Por consiguiente, únicamente nos resta la segunda modulación de ciencia, es decir, la única posibilidad para conectar al padre Mariana con la ciencia pasa obligatoriamente por la teología. Y es que la teología era en la época, guste o no, la primera de las ciencias; y, según vamos a ver, a través de ella lograremos recuperar la conexión de Mariana con la ciencia moderna (modulaciones iii y iv). Porque detrás de la revolución científica está la inversión teológica que caracteriza a la modernidad, en otras palabras, el proceso por el cual los conceptos teológicos pasaron de usarse para hablar de Dios a emplearse para hablar del mundo.15 Y porque, yendo al grano, la polémica teológica sobre el auxiliis en que participó el padre Mariana anuncia la dialéctica entre metodología alfay beta-operatorias que se da en las ciencias humanas. En efecto, como ha estudiado Alvargonzález,16 la disputa escolástica sobre la concordia entre la omnisciencia o presciencia divina y la libertad humana, que puede sonar a cascado o saber a rancio, anticipa el debate actual sobre la compatibilidad entre el determinismo de la ciencia y la libertad de los sujetos. En la discusión sobre las ciencias divinas asoma el debate posterior sobre las ciencias humanas. Veámoslo.
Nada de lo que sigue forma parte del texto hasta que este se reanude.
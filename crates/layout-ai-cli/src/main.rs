//! layout-ai: the command line front end

mod cli;
mod commands;
mod support;

use anyhow::{Context, Result};
use clap::Parser;
use cli::{Cli, Commands};
use layout_ai_config::config::AppConfig;
use tracing_subscriber::EnvFilter;

fn main() -> Result<()> {
    let cli = Cli::parse();
    let config = AppConfig::load(cli.config.as_deref()).context("Failed to load configuration")?;
    init_tracing(&config, cli.verbose);

    match cli.command {
        Commands::Recover { input, json } => commands::recover::run(input.as_deref(), json),

        Commands::Repair {
            input,
            profile,
            output,
        } => {
            let profile = support::load_profile(profile.profile.as_ref(), &config)?;
            commands::repair::run(input.as_deref(), &profile, &output)
        }

        Commands::Validate {
            input,
            profile,
            finalize,
            json,
        } => {
            let profile = support::load_profile(profile.profile.as_ref(), &config)?;
            commands::validate::run(input.as_deref(), &profile, finalize, json)
        }

        Commands::Prompt { request, profile } => {
            let profile = support::load_profile(profile.profile.as_ref(), &config)?;
            let schema = support::load_schema(&config)?;
            commands::prompt::run(&request, &profile, &schema)
        }

        Commands::Generate {
            request,
            profile,
            output,
        } => {
            let profile = support::load_profile(profile.profile.as_ref(), &config)?;
            let schema = support::load_schema(&config)?;
            commands::generate::run(&request, &profile, &config.source, &schema, &output)
        }
    }
}

/// Log to stderr so stdout stays machine readable. `RUST_LOG` wins over the
/// configured level; `--verbose` forces debug.
fn init_tracing(config: &AppConfig, verbose: bool) {
    let filter = if verbose {
        EnvFilter::new("debug")
    } else {
        EnvFilter::try_from_default_env().unwrap_or_else(|_| EnvFilter::new(&config.logging.level))
    };
    tracing_subscriber::fmt()
        .with_env_filter(filter)
        .with_target(false)
        .with_writer(std::io::stderr)
        .compact()
        .init();
}
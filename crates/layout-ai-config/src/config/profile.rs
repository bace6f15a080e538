//! Game type profiles
//!
//! A profile binds a game type id to its object catalog and to the geometry
//! layouts are placed in: a tile grid, or a free-form world arena.

use super::ConfigError;
use crate::types::{Catalog, GridSpec};
use serde::{Deserialize, Serialize};
use std::collections::HashSet;
use std::path::Path;

/// How object positions of a game type are interpreted
#[derive(Debug, Clone, Copy, PartialEq, Eq, Default, Serialize, Deserialize)]
#[serde(rename_all = "snake_case")]
pub enum CoordinateSpace {
    /// Positions are world units
    #[default]
    World,
    /// Positions are grid cells (x = column, z = row)
    Grid,
}

impl CoordinateSpace {
    pub fn as_str(&self) -> &'static str {
        match self {
            CoordinateSpace::World => "World",
            CoordinateSpace::Grid => "Grid",
        }
    }
}

/// Arena fitting rules for world-space layouts
#[derive(Debug, Clone, PartialEq, Serialize, Deserialize)]
#[serde(default)]
pub struct WorldSettings {
    pub world_scale: f32,
    /// Arena extent along x and z, centered on the origin
    pub arena_size: [f32; 2],
    pub auto_fit: bool,
    pub fit_margin: f32,
    pub clamp_to_arena: bool,
    pub clamp_padding: f32,
    pub snap_to_step: bool,
    pub step: f32,
}

impl Default for WorldSettings {
    fn default() -> Self {
        Self {
            world_scale: 1.0,
            arena_size: [40.0, 40.0],
            auto_fit: true,
            fit_margin: 0.9,
            clamp_to_arena: true,
            clamp_padding: 0.5,
            snap_to_step: true,
            step: 2.0,
        }
    }
}

impl WorldSettings {
    /// Fit margin restricted to `0.1..=1.0`
    pub fn effective_fit_margin(&self) -> f32 {
        self.fit_margin.clamp(0.1, 1.0)
    }
}

/// Everything the pipeline needs to know about one game type
#[derive(Debug, Clone, PartialEq, Serialize, Deserialize)]
pub struct GameTypeProfile {
    pub game_type: String,
    #[serde(default)]
    pub coordinate_space: CoordinateSpace,
    #[serde(default)]
    pub allowed_themes: Vec<String>,
    #[serde(default)]
    pub world_description: String,
    #[serde(default)]
    pub catalog: Catalog,
    #[serde(default)]
    pub grid: GridSpec,
    #[serde(default)]
    pub world: WorldSettings,
}

impl GameTypeProfile {
    pub fn new(game_type: impl Into<String>, catalog: Catalog) -> Self {
        Self {
            game_type: game_type.into(),
            coordinate_space: CoordinateSpace::World,
            allowed_themes: Vec::new(),
            world_description: String::new(),
            catalog,
            grid: GridSpec::default(),
            world: WorldSettings::default(),
        }
    }

    /// Switch the profile to grid coordinates with the given grid
    pub fn with_grid(mut self, grid: GridSpec) -> Self {
        self.coordinate_space = CoordinateSpace::Grid;
        self.grid = grid;
        self
    }

    pub fn with_themes<I, S>(mut self, themes: I) -> Self
    where
        I: IntoIterator<Item = S>,
        S: Into<String>,
    {
        self.allowed_themes = themes.into_iter().map(Into::into).collect();
        self
    }

    pub fn is_grid(&self) -> bool {
        self.coordinate_space == CoordinateSpace::Grid
    }

    /// Parse and validate a profile from TOML text
    pub fn from_toml_str(content: &str) -> Result<Self, ConfigError> {
        let profile: GameTypeProfile = toml::from_str(content)?;
        profile.validate()?;
        Ok(profile)
    }

    /// Load and validate a profile file
    pub fn load(path: &Path) -> Result<Self, ConfigError> {
        let content = std::fs::read_to_string(path).map_err(|source| ConfigError::Io {
            path: path.to_path_buf(),
            source,
        })?;
        let profile = Self::from_toml_str(&content)?;
        tracing::debug!(
            "Loaded profile '{}' from {} ({} catalog entries)",
            profile.game_type,
            path.display(),
            profile.catalog.len()
        );
        Ok(profile)
    }

    /// Check the structural constraints a usable profile must satisfy
    pub fn validate(&self) -> Result<(), ConfigError> {
        if self.game_type.trim().is_empty() {
            return Err(ConfigError::Invalid("game_type must not be empty".into()));
        }

        if self.is_grid() {
            if self.grid.width == 0 || self.grid.height == 0 {
                return Err(ConfigError::Invalid(format!(
                    "grid dimensions must be positive, got {}x{}",
                    self.grid.width, self.grid.height
                )));
            }
            if !(self.grid.cell_size > 0.0) {
                return Err(ConfigError::Invalid(format!(
                    "grid cell_size must be positive, got {}",
                    self.grid.cell_size
                )));
            }
        }

        let mut seen = HashSet::new();
        for entry in self.catalog.iter() {
            let key = entry.id.trim().to_ascii_lowercase();
            if key.is_empty() {
                return Err(ConfigError::Invalid("catalog entry with empty id".into()));
            }
            if !seen.insert(key) {
                return Err(ConfigError::Invalid(format!(
                    "duplicate catalog id '{}'",
                    entry.id
                )));
            }
        }

        Ok(())
    }
}
//! Balanced extraction of a layout document from surrounding noise

use super::scanner::balanced_object_spans;
use serde_json::Value;

/// Top-level keys that mark an object as a layout document
const LAYOUT_MARKERS: [&str; 2] = ["objects", "gameType"];

/// Find the first brace-balanced object in `text` that parses as JSON and
/// carries an `objects` or `gameType` key. Later candidates are ignored.
pub fn extract_first_layout_like(text: &str) -> Option<&str> {
    balanced_object_spans(text)
        .map(|(start, end)| &text[start..end])
        .find(|candidate| looks_like_layout(candidate))
}

/// First brace-balanced object in `text`, whatever it contains
pub fn first_balanced_object(text: &str) -> Option<&str> {
    balanced_object_spans(text)
        .next()
        .map(|(start, end)| &text[start..end])
}

fn looks_like_layout(candidate: &str) -> bool {
    match serde_json::from_str::<Value>(candidate) {
        Ok(Value::Object(map)) => LAYOUT_MARKERS.iter().any(|key| map.contains_key(*key)),
        _ => false,
    }
}

#[cfg(test)]
mod tests {
    use super::*;

    #[test]
    fn test_skips_leading_noise() {
        let text = r#"Here is your level: {"gameType":"td","objects":[]} Enjoy!"#;
        assert_eq!(
            extract_first_layout_like(text),
            Some(r#"{"gameType":"td","objects":[]}"#)
        );
    }

    #[test]
    fn test_skips_non_layout_objects() {
        let text = r#"{"note":"draft"} {"objects":[{"id":"A","position":{"x":0,"y":0,"z":0}}]}"#;
        let found = extract_first_layout_like(text).unwrap();
        assert!(found.starts_with(r#"{"objects""#));
    }

    #[test]
    fn test_first_match_wins() {
        let text = r#"{"gameType":"first","objects":[]}{"gameType":"second","objects":[]}"#;
        assert_eq!(
            extract_first_layout_like(text),
            Some(r#"{"gameType":"first","objects":[]}"#)
        );
    }

    #[test]
    fn test_braces_inside_strings_ignored() {
        let text = r#"{"gameType":"t}d","theme":"{","objects":[]}"#;
        assert_eq!(extract_first_layout_like(text), Some(text));
    }

    #[test]
    fn test_unparseable_candidate_rejected() {
        let text = r#"{"gameType":"td" "objects":[]}"#;
        assert_eq!(extract_first_layout_like(text), None);
    }

    #[test]
    fn test_not_found_when_truncated() {
        let text = r#"{"objects":[{"id":"A","position":{"x":1,"y":0,"z":2}}"#;
        assert_eq!(extract_first_layout_like(text), None);
    }

    #[test]
    fn test_first_balanced_object() {
        assert_eq!(first_balanced_object(r#"x {"a":{"b":1}} y"#), Some(r#"{"a":{"b":1}}"#));
        assert_eq!(first_balanced_object("no braces"), None);
    }
}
En la cima del siglo, año 1588, el jesuita Luis de Molina publicó en Lisboa la Concordia. Esta obra, que buscaba acomodar el libre arbitrio con la gracia, la presciencia, la providencia y la predestinación divinas, y que conocerá múltiples ediciones (Lyon, 1593; Venecia, 1594; Venecia, 1602; Amberes, 1609), reavivó con fiereza la controversia sobre el auxiliis que había estallado en Salamanca en 1582, enfrentando a jesuitas molinistas y dominicos bañecianos (los tomistas partidarios del padre Báñez, que censurará la Concordia de Molina en su Apología de los hermanos dominicos, 1595). Estos últimos tildaron a los primeros de herejes, de semipelagianos, porque Pelagio negaba la necesidad de la gracia, diciendo que para salvarse bastaban las fuerzas del libre albedrío y sus obras; y los primeros a los segundos, recíprocamente, de criptoluteranos o calvinistas, porque Lutero y Calvino decían que no había en el hombre libertad alguna, pues solo hacemos aquello que Dios quiere. Toda una generación de jesuitas (Molina, Suárez, etc.) defenderán, siguiendo el ideal ignaciano, el congruismo, la concordia, el valor de la libertad en el campo teológico (Molina, 1588) y en el campo político (Suárez, 1612). Sin embargo, nuestro protagonista, Juan de Mariana, así como otro hermano de orden, el padre Henríquez, se opusieron a la doctrina molinista, aunque no de forma tan violenta como Báñez (por esta oposición se le ha querido acomodar a veces a una posición tomista que tampoco le cuadra, así el padre Garzón).17
Hacia 1590, las protestas de los fieles perros del Señor, Báñez y Lemos llevaron a la Facultad de Teología de la Universidad de Salamanca a intentar bloquear la circulación de la Concordia, denunciando la obra ante el Consejo de la Inquisición en España, ya que la Inquisición española —a diferencia de la portuguesa— había condenado el premolinismo del padre Prudencio de Montemayor y de fray Luis de León. Los ánimos estaban tan encendidos porque los dominicos trataban de contrarrestar el poder que los jesuitas iban adquiriendo. No se oía el nombre de Molina en las aulas salmaticenses sin que los alumnos comenzasen a patear.18
Para el jesuita Luis de Molina y su obra se iniciaba una desagradable pesadilla de la que no despertaría hasta 1607, varios años después de su muerte, ocurrida en 1600 (una persecución del desacuerdo que no es exclusiva de la Iglesia católica, pues también la padecieron Averroes —musulmán—, Espinosa —judío—, Tomás Moro —anglicano— o Miguel Servet, que encuentra en Calvino al verdugo que lo manda a la hoguera). Hubo de superar sucesivamente tres barreras: la censura, cuyo fin era prevenir; el Índice, disuadir; y la Inquisición, castigar. Ante el control que los dominicos ejercían en España, los jesuitas elevaron el conflicto a Roma. Y, en 1594, Clemente VIII ordenó que todos los documentos relevantes se remitiesen al Vaticano. En 1602, con el conquense Molina ya con una paletada de tierra sobre la cabeza (por decirlo con Pascal), comenzaron las congregaciones de auxiliis, maratonianas reuniones —hasta 89— que llevaron a la tumba al papa y solo cesaron cuando Paulo V dictaminó salomónicamente que ambos bandos contendientes podían seguir defendiendo sus respectivas posiciones bajo prohibición de insultarse mutuamente. La noticia fue aclamada al grito unánime de «Molina victor» y celebrada exultantemente por los jesuitas con festejos públicos, fuegos artificiales y corridas de toros.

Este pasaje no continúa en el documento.